[Collected data]
[Start of section]
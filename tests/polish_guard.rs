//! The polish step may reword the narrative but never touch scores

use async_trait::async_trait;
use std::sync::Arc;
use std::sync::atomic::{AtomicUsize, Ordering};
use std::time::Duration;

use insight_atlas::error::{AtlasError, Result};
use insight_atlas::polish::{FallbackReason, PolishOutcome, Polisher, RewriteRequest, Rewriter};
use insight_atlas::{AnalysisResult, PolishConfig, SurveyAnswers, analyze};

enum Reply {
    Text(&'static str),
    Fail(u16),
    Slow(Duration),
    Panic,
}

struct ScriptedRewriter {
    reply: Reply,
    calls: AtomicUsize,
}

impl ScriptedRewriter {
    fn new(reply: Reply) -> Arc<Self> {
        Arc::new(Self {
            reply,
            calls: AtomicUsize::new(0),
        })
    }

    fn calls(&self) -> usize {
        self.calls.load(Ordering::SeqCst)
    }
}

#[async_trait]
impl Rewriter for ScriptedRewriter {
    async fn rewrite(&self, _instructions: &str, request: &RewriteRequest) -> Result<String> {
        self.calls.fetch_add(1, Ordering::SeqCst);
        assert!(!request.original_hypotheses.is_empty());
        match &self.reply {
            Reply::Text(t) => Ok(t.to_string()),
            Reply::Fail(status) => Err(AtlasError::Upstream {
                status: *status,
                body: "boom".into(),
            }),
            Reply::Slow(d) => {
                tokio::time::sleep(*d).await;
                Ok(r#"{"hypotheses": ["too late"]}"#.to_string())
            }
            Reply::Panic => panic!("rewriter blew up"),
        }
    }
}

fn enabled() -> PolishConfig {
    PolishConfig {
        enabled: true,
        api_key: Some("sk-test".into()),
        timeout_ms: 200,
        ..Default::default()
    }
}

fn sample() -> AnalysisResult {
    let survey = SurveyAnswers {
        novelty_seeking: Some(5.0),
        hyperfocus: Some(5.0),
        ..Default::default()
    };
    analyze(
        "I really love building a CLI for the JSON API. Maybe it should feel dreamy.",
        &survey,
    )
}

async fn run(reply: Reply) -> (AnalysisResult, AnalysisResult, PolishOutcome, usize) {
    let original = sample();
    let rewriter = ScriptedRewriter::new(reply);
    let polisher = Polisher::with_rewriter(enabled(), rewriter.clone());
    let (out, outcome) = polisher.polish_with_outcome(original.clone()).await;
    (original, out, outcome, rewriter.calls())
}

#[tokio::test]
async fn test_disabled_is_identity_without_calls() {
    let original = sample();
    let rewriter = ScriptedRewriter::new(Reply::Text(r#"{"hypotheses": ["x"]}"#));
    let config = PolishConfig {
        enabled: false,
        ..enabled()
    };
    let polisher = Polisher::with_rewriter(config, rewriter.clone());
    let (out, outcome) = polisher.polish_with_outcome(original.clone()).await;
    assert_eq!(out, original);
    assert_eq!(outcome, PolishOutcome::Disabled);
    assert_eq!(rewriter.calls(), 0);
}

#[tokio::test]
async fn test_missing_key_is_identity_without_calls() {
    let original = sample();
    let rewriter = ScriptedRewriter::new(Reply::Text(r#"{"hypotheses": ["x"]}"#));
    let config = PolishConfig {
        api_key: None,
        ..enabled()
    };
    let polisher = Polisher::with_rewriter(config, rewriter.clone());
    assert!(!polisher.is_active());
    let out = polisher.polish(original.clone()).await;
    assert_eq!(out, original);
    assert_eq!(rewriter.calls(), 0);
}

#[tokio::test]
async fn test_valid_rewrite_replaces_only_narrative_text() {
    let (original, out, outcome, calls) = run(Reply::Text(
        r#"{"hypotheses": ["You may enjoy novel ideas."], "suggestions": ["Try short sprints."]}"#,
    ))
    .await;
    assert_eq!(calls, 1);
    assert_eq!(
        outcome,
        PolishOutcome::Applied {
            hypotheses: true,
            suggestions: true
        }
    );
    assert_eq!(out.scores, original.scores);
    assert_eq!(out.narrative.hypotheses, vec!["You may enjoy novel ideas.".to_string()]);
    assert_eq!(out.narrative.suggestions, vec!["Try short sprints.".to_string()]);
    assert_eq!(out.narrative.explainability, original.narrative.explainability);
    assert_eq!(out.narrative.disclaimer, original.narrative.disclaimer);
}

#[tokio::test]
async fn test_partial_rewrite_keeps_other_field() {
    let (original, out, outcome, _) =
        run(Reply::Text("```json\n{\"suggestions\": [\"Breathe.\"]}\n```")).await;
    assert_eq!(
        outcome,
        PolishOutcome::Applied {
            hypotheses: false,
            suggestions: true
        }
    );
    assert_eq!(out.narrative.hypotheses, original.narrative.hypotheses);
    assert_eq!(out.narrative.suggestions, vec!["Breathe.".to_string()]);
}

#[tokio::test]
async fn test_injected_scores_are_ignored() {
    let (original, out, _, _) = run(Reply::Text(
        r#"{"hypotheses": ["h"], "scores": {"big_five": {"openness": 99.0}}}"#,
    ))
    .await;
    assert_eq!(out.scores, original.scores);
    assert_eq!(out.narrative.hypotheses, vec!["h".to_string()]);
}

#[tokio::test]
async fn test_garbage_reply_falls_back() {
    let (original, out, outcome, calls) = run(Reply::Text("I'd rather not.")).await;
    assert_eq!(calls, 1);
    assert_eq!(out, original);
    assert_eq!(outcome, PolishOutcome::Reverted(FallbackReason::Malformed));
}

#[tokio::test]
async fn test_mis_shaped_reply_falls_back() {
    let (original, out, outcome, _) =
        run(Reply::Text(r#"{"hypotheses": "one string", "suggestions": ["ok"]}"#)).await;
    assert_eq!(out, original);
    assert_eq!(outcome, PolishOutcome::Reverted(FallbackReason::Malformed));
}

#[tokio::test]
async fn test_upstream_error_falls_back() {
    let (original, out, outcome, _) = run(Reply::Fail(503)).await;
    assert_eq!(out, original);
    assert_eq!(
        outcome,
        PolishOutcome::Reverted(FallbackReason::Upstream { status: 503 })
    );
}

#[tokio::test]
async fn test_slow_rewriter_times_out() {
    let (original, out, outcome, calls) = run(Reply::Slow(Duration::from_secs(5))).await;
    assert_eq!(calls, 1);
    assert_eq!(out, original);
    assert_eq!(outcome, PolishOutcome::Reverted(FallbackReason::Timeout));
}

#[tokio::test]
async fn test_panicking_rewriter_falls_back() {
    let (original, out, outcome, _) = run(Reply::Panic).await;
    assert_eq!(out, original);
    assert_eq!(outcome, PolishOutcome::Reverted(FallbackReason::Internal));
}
[End of section]
[ASSIGNMENT] Examine the entries and report how many of their lines contain the string "ideas", giving no more than the number.

[WRITTEN REPLY] 2